Sunday, February 26, 2023 - 7:45am

As we’ve previously examined, the college’s funding comes from a variety of sources including the state-aided budget, revolving/auxiliary funds, grants and contracts and foundation funds. The largest component of our resources and the one that supports the vast majority of our faculty and staff is the state-aided budget. Today, we will review in more detail our state-aided budget and how the college uses this important resource.  

Our state-aided budget is derived from income the university receives from student tuition and appropriations from the Nebraska Legislature. These funds are currently allocated to the university units, including the College of Journalism and Mass Communications using an incremental budget model. This is a type of budgeting approach that involves making small adjustments to the previous year’s budget. At UNL, it assumes that the previous year’s budget is a good starting point and makes minor changes based primarily on salary increases.  

There has been a lot of discussion about transitioning to an incentive-based budget model. However, the university is still operating using an incremental model.  

The college’s total state-aided budget is $5,786,870. These funds are allocated to support three broad categories of expenses: salaries and wages, benefits and operating expenses. Salaries and wages is the largest category, accounting for 74% of our budget, followed by benefits at 19% and operating expenses at 7%.  

Salaries & Wages 

Our salary and wage budget supports academic administrators, faculty, staff, graduate assistants and student workers. In total, $4,266,907 is committed to employee salaries. Unsurprisingly, faculty represent our largest salary expense. Faculty account for 73.3% of our salary budget and 54% of our total state-aided budget.  

Faculty salaries are spread across all our faculty ranks. Additionally, they include faculty salary lines that are currently vacant due to faculty retirements and resignations. Vacant faculty lines are used to support temporary instruction until they are filled by newly hired faculty. Currently vacant lines will be used to support the faculty we hired this past fall to begin in August 2023.  

Please note that lecturers and lecturer/ts (commonly referred to as adjuncts) are not included in the budget. These positions are cash funded. We use the resources generated by vacant salary lines and one-time transfer from other units to support these positions. Because adjuncts are a necessary expense but are not budgeted, we must monitor our cash flow to support these positions. For additional, information on our temporary budget/cash flow, please visit 

Other salaries and wages 

Eleven percent of the college’s budget or $637,441 is committed to supporting staff salaries. Six point seven percent or $386,717 supports academic administrators.  

Graduate assistants account for 1.4% or $78,464. The college pays a standard stipend of $15,000 in year one and $15,500 in year two for graduate assistants. At this level, the college can support five graduate assistants from state-aided funds. Additional graduate assistants must be supported from grants/contracts or foundation funds.  

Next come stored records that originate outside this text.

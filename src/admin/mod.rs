//! Catalog admin configuration
//!
//! Declarative descriptors for the category and product admin screens:
//! which columns a listing shows, which filters it offers, which columns can
//! be edited inline, and which fields are prepopulated as slugs. The HTTP
//! layer (`crate::http::admin`) drives its responses from these.

use serde::Serialize;
use serde_json::{Map, Value};

use crate::{Result, ShopError};

#[derive(Clone, Copy, Debug, PartialEq, Eq, Serialize)]
pub struct ModelAdmin {
    pub model: &'static str,
    pub list_display: &'static [&'static str],
    pub list_filter: &'static [&'static str],
    pub list_editable: &'static [&'static str],
    /// `(target, sources)`: `target` defaults to the slug of `sources`.
    pub prepopulated_fields: &'static [(&'static str, &'static [&'static str])],
}

pub const CATEGORY_ADMIN: ModelAdmin = ModelAdmin {
    model: "category",
    list_display: &["name", "slug"],
    list_filter: &[],
    list_editable: &[],
    prepopulated_fields: &[("slug", &["name"])],
};

pub const PRODUCT_ADMIN: ModelAdmin = ModelAdmin {
    model: "product",
    list_display: &["name", "slug", "price", "category", "available", "created"],
    list_filter: &["available", "created", "category"],
    list_editable: &["price", "available"],
    prepopulated_fields: &[("slug", &["name"])],
};

impl ModelAdmin {
    /// `row` reduced to the `list_display` columns, plus its `id`.
    pub fn project<T: Serialize>(&self, row: &T) -> Result<Map<String, Value>> {
        let Value::Object(mut fields) = serde_json::to_value(row)? else {
            return Err(ShopError::Validation(format!("{} row is not an object", self.model)));
        };
        let mut out = Map::new();
        if let Some(id) = fields.remove("id") {
            out.insert("id".to_string(), id);
        }
        for column in self.list_display {
            out.insert(column.to_string(), fields.remove(*column).unwrap_or(Value::Null));
        }
        Ok(out)
    }

    /// Reject any field that is not inline-editable.
    pub fn check_editable<'a>(&self, fields: impl IntoIterator<Item = &'a str>) -> Result<()> {
        let rejected: Vec<&str> = fields.into_iter().filter(|f| !self.list_editable.iter().any(|e| e == f)).collect();
        if rejected.is_empty() {
            Ok(())
        } else {
            Err(ShopError::Validation(format!("{} fields not editable: {}", self.model, rejected.join(", "))))
        }
    }

    /// Value for `target`: `given` when non-blank, else the slug of its sources.
    pub fn prepopulate(&self, target: &str, given: Option<&str>, values: &[(&str, &str)]) -> Option<String> {
        if let Some(given) = given.map(str::trim).filter(|g| !g.is_empty()) {
            return Some(given.to_string());
        }
        let (_, sources) = self.prepopulated_fields.iter().find(|(t, _)| *t == target)?;
        let joined: Vec<&str> = sources
            .iter()
            .filter_map(|s| values.iter().find(|(name, _)| name == s).map(|(_, v)| *v))
            .collect();
        Some(slugify(&joined.join(" ")))
    }
}

/// Lowercase ASCII slug: word characters kept, runs of whitespace and hyphens
/// collapsed to one hyphen, leading and trailing separators trimmed.
pub fn slugify(text: &str) -> String {
    let mut slug = String::with_capacity(text.len());
    let mut pending_sep = false;
    for c in text.chars().flat_map(char::to_lowercase) {
        if c.is_ascii_alphanumeric() || c == '_' {
            if pending_sep && !slug.is_empty() {
                slug.push('-');
            }
            pending_sep = false;
            slug.push(c);
        } else if c.is_whitespace() || c == '-' {
            pending_sep = true;
        }
    }
    slug
}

Student workers account for .6% of the college’s budget. The college reduced its state-aided student worker budget during the 2020 budget cuts. These funds support student ambassadors, front desk student workers and checkout room student workers.  


Benefit expenses, including payroll taxes, health insurance, life insurance and retirement contributions, account for 19% of the college’s budget. The college’s total benefits budget is $1,128,007. Health insurance is the largest benefit expense, accounting for almost half the benefits budget.  

Operating Expenses 

The college’s total operating expense budget is $391,893. During the 2020 budget cuts, the college reduced its operating expense budget and transferred as many operating expenses as possible to revolving/auxiliary or foundation funds. However, our current state-aided operating expenses are still projected to exceed our operating budget and total $415,571. This will require us to seek ways to reduce these expenses. Our operating expenses include the Big Red Business Center, our agreement with ITS for computer support services, rental fees for our copiers, self-insurance fees, phones and data port fees and equipment and software costs.  

To reduce operating expenses, the college may seek to renegotiate our agreement with ITS, reduce our phones and data ports or reduce our equipment and software costs. These options will be evaluated in the coming months for cost savings.